START Recorded information

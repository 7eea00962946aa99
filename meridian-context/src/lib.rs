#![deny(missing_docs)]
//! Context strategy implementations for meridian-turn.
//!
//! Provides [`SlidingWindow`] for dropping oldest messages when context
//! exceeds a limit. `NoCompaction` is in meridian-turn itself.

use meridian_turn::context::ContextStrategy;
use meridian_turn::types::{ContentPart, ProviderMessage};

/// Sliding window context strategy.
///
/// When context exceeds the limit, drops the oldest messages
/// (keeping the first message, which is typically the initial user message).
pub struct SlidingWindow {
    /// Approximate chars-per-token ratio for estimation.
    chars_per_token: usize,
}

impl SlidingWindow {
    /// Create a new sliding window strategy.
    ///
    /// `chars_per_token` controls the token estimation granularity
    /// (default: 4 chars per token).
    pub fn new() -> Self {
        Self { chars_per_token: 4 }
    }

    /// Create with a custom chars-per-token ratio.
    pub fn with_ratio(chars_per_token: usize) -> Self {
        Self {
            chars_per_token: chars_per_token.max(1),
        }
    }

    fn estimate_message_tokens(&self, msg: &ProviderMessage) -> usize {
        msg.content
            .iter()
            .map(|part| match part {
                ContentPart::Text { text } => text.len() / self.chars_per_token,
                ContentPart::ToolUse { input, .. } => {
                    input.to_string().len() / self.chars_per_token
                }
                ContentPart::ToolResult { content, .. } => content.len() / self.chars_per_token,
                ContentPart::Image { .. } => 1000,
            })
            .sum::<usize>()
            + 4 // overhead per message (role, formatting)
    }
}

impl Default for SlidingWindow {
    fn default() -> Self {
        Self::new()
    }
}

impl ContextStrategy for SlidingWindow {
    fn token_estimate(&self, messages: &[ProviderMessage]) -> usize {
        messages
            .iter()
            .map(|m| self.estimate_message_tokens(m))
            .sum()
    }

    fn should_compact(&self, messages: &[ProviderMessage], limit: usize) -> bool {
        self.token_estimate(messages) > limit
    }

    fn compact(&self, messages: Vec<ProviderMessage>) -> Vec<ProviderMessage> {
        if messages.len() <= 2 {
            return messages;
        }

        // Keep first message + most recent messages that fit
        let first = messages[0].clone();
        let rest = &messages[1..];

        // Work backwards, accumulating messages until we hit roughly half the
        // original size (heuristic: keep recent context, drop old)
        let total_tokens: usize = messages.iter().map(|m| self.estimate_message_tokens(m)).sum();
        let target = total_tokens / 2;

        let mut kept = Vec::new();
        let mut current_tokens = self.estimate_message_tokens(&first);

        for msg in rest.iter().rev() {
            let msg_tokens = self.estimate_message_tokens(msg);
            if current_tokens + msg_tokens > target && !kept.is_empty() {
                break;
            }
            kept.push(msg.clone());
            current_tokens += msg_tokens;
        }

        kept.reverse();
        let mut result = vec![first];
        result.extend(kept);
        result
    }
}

END Recorded information
START Recorded information

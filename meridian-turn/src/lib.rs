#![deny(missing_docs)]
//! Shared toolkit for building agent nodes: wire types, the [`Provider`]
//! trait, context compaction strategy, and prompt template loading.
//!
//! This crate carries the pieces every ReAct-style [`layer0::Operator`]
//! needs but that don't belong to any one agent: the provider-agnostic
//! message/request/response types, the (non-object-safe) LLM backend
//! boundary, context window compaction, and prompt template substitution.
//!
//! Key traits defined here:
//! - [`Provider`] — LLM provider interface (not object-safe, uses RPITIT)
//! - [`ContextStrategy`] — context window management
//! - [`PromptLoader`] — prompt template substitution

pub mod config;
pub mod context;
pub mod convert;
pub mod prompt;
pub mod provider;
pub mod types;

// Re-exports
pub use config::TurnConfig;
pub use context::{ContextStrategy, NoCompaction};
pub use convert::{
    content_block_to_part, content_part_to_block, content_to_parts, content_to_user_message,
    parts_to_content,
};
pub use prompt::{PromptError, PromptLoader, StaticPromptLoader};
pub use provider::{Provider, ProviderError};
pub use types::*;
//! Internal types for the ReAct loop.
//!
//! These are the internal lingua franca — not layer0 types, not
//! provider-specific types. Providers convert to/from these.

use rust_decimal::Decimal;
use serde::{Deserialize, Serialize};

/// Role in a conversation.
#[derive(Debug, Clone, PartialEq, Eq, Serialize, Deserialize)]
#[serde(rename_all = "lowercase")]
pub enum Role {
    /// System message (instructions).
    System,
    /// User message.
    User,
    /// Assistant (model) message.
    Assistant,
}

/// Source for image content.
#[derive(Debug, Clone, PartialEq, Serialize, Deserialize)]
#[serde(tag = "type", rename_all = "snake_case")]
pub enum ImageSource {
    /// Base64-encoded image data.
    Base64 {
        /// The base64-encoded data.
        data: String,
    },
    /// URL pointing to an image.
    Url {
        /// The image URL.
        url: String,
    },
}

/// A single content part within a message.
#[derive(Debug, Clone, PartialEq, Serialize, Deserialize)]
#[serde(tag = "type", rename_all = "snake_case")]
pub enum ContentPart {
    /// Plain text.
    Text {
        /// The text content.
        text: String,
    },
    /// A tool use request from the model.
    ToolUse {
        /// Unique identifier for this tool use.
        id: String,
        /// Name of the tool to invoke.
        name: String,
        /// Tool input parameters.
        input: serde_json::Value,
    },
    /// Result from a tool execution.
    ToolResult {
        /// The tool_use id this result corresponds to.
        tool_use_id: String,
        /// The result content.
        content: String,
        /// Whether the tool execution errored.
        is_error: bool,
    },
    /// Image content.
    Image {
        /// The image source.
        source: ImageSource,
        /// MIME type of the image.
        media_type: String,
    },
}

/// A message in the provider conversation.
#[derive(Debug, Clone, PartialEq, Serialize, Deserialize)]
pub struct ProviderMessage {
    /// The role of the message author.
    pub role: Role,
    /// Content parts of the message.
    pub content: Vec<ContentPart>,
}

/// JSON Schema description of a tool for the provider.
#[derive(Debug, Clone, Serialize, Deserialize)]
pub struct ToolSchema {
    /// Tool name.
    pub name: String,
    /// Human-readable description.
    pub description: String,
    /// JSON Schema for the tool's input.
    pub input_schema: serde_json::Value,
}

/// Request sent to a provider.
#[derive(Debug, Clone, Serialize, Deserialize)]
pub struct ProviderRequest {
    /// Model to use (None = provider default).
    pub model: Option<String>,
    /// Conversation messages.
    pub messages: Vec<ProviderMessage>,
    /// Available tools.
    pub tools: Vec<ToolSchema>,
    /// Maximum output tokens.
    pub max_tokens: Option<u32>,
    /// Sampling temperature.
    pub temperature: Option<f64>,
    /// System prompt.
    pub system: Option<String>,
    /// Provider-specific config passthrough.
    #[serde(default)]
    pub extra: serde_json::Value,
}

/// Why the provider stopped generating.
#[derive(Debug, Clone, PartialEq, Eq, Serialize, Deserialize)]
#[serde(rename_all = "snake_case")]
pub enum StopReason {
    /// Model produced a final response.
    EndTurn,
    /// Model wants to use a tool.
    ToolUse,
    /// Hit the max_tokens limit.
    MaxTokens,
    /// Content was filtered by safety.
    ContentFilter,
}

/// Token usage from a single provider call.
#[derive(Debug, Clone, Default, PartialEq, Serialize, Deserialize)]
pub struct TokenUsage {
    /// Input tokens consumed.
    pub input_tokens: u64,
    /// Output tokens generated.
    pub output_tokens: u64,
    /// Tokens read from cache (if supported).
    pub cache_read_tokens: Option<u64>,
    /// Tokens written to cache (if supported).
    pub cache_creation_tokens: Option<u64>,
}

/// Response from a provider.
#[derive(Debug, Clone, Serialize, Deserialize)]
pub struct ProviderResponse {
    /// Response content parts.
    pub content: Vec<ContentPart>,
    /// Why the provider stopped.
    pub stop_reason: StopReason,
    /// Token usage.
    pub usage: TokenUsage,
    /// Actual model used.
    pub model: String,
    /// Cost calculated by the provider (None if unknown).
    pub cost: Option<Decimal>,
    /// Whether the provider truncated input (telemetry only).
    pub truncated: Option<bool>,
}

END Recorded information
START Recorded information

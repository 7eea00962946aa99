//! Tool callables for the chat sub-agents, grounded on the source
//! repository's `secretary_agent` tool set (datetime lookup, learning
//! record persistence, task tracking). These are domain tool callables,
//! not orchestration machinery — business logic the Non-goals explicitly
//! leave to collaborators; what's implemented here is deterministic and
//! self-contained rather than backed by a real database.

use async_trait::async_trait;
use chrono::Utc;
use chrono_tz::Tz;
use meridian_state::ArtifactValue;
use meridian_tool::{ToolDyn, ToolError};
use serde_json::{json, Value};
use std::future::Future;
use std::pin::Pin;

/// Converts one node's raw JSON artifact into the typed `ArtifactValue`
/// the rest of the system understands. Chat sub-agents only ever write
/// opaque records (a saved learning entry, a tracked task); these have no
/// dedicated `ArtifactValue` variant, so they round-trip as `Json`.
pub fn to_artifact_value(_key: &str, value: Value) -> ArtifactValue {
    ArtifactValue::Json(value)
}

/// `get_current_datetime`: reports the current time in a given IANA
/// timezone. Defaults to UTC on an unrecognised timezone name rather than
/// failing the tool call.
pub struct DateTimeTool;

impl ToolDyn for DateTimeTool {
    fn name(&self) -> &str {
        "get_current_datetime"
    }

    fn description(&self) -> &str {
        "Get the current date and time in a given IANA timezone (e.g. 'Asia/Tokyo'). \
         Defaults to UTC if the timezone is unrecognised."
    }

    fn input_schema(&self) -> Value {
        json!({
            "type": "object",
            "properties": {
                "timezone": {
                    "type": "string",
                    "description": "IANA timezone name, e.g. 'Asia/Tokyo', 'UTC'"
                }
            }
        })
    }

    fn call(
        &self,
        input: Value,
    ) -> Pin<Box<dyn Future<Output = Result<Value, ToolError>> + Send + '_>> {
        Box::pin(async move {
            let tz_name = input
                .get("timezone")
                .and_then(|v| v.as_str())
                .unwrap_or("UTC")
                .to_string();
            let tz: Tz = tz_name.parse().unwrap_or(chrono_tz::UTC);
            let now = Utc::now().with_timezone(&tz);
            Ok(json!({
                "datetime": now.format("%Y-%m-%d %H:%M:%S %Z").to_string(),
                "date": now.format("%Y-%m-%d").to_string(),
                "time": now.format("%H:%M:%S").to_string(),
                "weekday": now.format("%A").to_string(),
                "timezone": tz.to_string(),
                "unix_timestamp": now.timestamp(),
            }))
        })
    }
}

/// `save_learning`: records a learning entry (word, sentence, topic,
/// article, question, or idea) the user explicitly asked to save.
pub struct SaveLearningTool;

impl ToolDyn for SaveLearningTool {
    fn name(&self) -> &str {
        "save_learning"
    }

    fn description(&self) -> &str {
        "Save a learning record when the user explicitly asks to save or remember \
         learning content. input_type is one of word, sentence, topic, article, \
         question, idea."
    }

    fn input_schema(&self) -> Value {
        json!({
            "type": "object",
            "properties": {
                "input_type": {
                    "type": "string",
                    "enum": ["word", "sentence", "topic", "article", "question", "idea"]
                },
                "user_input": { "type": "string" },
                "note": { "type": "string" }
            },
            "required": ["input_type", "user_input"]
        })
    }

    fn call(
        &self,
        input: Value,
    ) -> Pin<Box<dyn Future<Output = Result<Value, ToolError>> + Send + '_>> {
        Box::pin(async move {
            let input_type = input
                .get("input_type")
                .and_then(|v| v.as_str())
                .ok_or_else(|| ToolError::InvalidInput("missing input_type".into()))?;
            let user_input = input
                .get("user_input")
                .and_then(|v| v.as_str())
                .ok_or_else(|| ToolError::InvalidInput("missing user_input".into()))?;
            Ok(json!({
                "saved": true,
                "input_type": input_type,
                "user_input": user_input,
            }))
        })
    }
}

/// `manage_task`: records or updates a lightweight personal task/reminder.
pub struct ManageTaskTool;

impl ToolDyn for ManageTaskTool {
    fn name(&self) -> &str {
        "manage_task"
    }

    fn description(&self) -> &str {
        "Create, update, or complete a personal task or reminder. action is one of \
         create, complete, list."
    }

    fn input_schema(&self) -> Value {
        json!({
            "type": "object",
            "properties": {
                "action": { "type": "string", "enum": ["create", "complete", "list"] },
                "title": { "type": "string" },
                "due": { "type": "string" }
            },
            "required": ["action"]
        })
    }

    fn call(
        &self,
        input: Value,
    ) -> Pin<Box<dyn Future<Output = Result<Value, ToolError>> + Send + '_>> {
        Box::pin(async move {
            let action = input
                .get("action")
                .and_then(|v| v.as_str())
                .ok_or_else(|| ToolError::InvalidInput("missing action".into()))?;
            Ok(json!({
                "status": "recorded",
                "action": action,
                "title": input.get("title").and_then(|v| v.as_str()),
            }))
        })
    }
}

END Recorded information

Directions for this task: Return a copy of each line in the records above that has "execution" in it.

Expected output:
    /// Result from a tool execution.
        /// Whether the tool execution errored.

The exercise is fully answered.